══ Material provided ══

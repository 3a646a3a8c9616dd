// Copyright 2020 Google LLC
//
// Licensed under the Apache License, Version 2.0 (the "License");
// you may not use this file except in compliance with the License.
// You may obtain a copy of the License at
//
//     http://www.apache.org/licenses/LICENSE-2.0
//
// Unless required by applicable law or agreed to in writing, software
// distributed under the License is distributed on an "AS IS" BASIS,
// WITHOUT WARRANTIES OR CONDITIONS OF ANY KIND, either express or implied.
// See the License for the specific language governing permissions and
// limitations under the License.

//! Direct-mapped table correlating outgoing ICMP sequence numbers to the
//! probe that sent them.

use crate::clock::TimeNs;

#[derive(Debug, Clone, Copy)]
pub struct SeqEntry {
    pub host_index: usize,
    pub ping_index: u64,
    pub send_time_ns: TimeNs,
}

/// Table size defaults to the full 16-bit sequence space, so `seq mod N ==
/// seq` and any send rate this tool can express satisfies `N > send_rate *
/// max_timeout`.
pub const DEFAULT_TABLE_SIZE: usize = 1 << 16;

pub struct SeqMap {
    slots: Vec<Option<SeqEntry>>,
    next_seq: u16,
    retention_ns: TimeNs,
}

impl SeqMap {
    pub fn new(retention_ns: TimeNs) -> Self {
        Self::with_table_size(DEFAULT_TABLE_SIZE, retention_ns)
    }

    pub fn with_table_size(table_size: usize, retention_ns: TimeNs) -> Self {
        assert!(table_size.is_power_of_two(), "seqmap size must be a power of two");
        Self {
            slots: vec![None; table_size],
            next_seq: 0,
            retention_ns,
        }
    }

    fn index_of(&self, seq: u16) -> usize {
        (seq as usize) & (self.slots.len() - 1)
    }

    /// Advances the sequence counter, overwrites the slot unconditionally
    /// (newest-insertion-wins), and returns the chosen sequence number.
    pub fn add(&mut self, host_index: usize, ping_index: u64, now_ns: TimeNs) -> u16 {
        let seq = self.next_seq;
        self.next_seq = self.next_seq.wrapping_add(1);
        let idx = self.index_of(seq);
        self.slots[idx] = Some(SeqEntry {
            host_index,
            ping_index,
            send_time_ns: now_ns,
        });
        seq
    }

    /// Returns the entry for `seq` if present and still within the
    /// retention window. Does not remove the entry: a duplicate physical
    /// reply arriving shortly after the first is still expected to find
    /// it (see the engine's duplicate-handling logic, which keys off
    /// `resp_times`, not seqmap presence).
    pub fn fetch(&self, seq: u16, now_ns: TimeNs) -> Option<SeqEntry> {
        let idx = self.index_of(seq);
        match self.slots[idx] {
            Some(entry) if now_ns - entry.send_time_ns <= self.retention_ns => Some(entry),
            _ => None,
        }
    }
}

#[cfg(test)]
mod tests {
    use super::*;

    #[test]
    fn add_then_fetch_roundtrips() {
        let mut m = SeqMap::new(1_000_000_000);
        let seq = m.add(3, 7, 1_000);
        let entry = m.fetch(seq, 1_500).expect("entry present");
        assert_eq!(entry.host_index, 3);
        assert_eq!(entry.ping_index, 7);
        assert_eq!(entry.send_time_ns, 1_000);
    }

    #[test]
    fn fetch_after_retention_window_misses() {
        let mut m = SeqMap::new(100);
        let seq = m.add(0, 0, 0);
        assert!(m.fetch(seq, 50).is_some());
        assert!(m.fetch(seq, 101).is_none());
    }

    #[test]
    fn newest_insertion_overwrites_same_slot() {
        let mut m = SeqMap::with_table_size(4, 1_000);
        let seq_a = m.add(1, 0, 0); // occupies slot 0
        let seq_b = m.add(2, 0, 10); // slot 1
        let seq_c = m.add(3, 0, 20); // slot 2
        let seq_d = m.add(4, 0, 30); // slot 3
        let seq_e = m.add(5, 0, 40); // wraps back to slot 0, overwrites seq_a

        assert!(m.fetch(seq_a, 40).is_none());
        let entry = m.fetch(seq_e, 40).unwrap();
        assert_eq!(entry.host_index, 5);
        let _ = (seq_b, seq_c, seq_d);
    }

    #[test]
    fn unknown_seq_misses() {
        let m = SeqMap::new(1_000);
        assert!(m.fetch(12345, 0).is_none());
    }
}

═══

Exercise aim:
Could you write out the full data verbatim?

Result of the task:
repository 3a646a3a8c9616dd
// Copyright 2020 Google LLC
//
// Licensed under the Apache License, Version 2.0 (the "License");
// you may not use this file except in compliance with the License.
// You may obtain a copy of the License at
//
//     http://www.apache.org/licenses/LICENSE-2.0
//
// Unless required by applicable law or agreed to in writing, software
// distributed under the License is distributed on an "AS IS" BASIS,
// WITHOUT WARRANTIES OR CONDITIONS OF ANY KIND, either express or implied.
// See the License for the specific language governing permissions and
// limitations under the License.

//! Direct-mapped table correlating outgoing ICMP sequence numbers to the
//! probe that sent them.

use crate::clock::TimeNs;

#[derive(Debug, Clone, Copy)]
pub struct SeqEntry {
    pub host_index: usize,
    pub ping_index: u64,
    pub send_time_ns: TimeNs,
}

/// Table size defaults to the full 16-bit sequence space, so `seq mod N ==
/// seq` and any send rate this tool can express satisfies `N > send_rate *
/// max_timeout`.
pub const DEFAULT_TABLE_SIZE: usize = 1 << 16;

pub struct SeqMap {
    slots: Vec<Option<SeqEntry>>,
    next_seq: u16,
    retention_ns: TimeNs,
}

impl SeqMap {
    pub fn new(retention_ns: TimeNs) -> Self {
        Self::with_table_size(DEFAULT_TABLE_SIZE, retention_ns)
    }

    pub fn with_table_size(table_size: usize, retention_ns: TimeNs) -> Self {
        assert!(table_size.is_power_of_two(), "seqmap size must be a power of two");
        Self {
            slots: vec![None; table_size],
            next_seq: 0,
            retention_ns,
        }
    }

    fn index_of(&self, seq: u16) -> usize {
        (seq as usize) & (self.slots.len() - 1)
    }

    /// Advances the sequence counter, overwrites the slot unconditionally
    /// (newest-insertion-wins), and returns the chosen sequence number.
    pub fn add(&mut self, host_index: usize, ping_index: u64, now_ns: TimeNs) -> u16 {
        let seq = self.next_seq;
        self.next_seq = self.next_seq.wrapping_add(1);
        let idx = self.index_of(seq);
        self.slots[idx] = Some(SeqEntry {
            host_index,
            ping_index,
            send_time_ns: now_ns,
        });
        seq
    }

    /// Returns the entry for `seq` if present and still within the
    /// retention window. Does not remove the entry: a duplicate physical
    /// reply arriving shortly after the first is still expected to find
    /// it (see the engine's duplicate-handling logic, which keys off
    /// `resp_times`, not seqmap presence).
    pub fn fetch(&self, seq: u16, now_ns: TimeNs) -> Option<SeqEntry> {
        let idx = self.index_of(seq);
        match self.slots[idx] {
            Some(entry) if now_ns - entry.send_time_ns <= self.retention_ns => Some(entry),
            _ => None,
        }
    }
}

#[cfg(test)]
mod tests {
    use super::*;

    #[test]
    fn add_then_fetch_roundtrips() {
        let mut m = SeqMap::new(1_000_000_000);
        let seq = m.add(3, 7, 1_000);
        let entry = m.fetch(seq, 1_500).expect("entry present");
        assert_eq!(entry.host_index, 3);
        assert_eq!(entry.ping_index, 7);
        assert_eq!(entry.send_time_ns, 1_000);
    }

    #[test]
    fn fetch_after_retention_window_misses() {
        let mut m = SeqMap::new(100);
        let seq = m.add(0, 0, 0);
        assert!(m.fetch(seq, 50).is_some());
        assert!(m.fetch(seq, 101).is_none());
    }

    #[test]
    fn newest_insertion_overwrites_same_slot() {
        let mut m = SeqMap::with_table_size(4, 1_000);
        let seq_a = m.add(1, 0, 0); // occupies slot 0
        let seq_b = m.add(2, 0, 10); // slot 1
        let seq_c = m.add(3, 0, 20); // slot 2
        let seq_d = m.add(4, 0, 30); // slot 3
        let seq_e = m.add(5, 0, 40); // wraps back to slot 0, overwrites seq_a

        assert!(m.fetch(seq_a, 40).is_none());
        let entry = m.fetch(seq_e, 40).unwrap();
        assert_eq!(entry.host_index, 5);
        let _ = (seq_b, seq_c, seq_d);
    }

    #[test]
    fn unknown_seq_misses() {
        let m = SeqMap::new(1_000);
        assert!(m.fetch(12345, 0).is_none());
    }
}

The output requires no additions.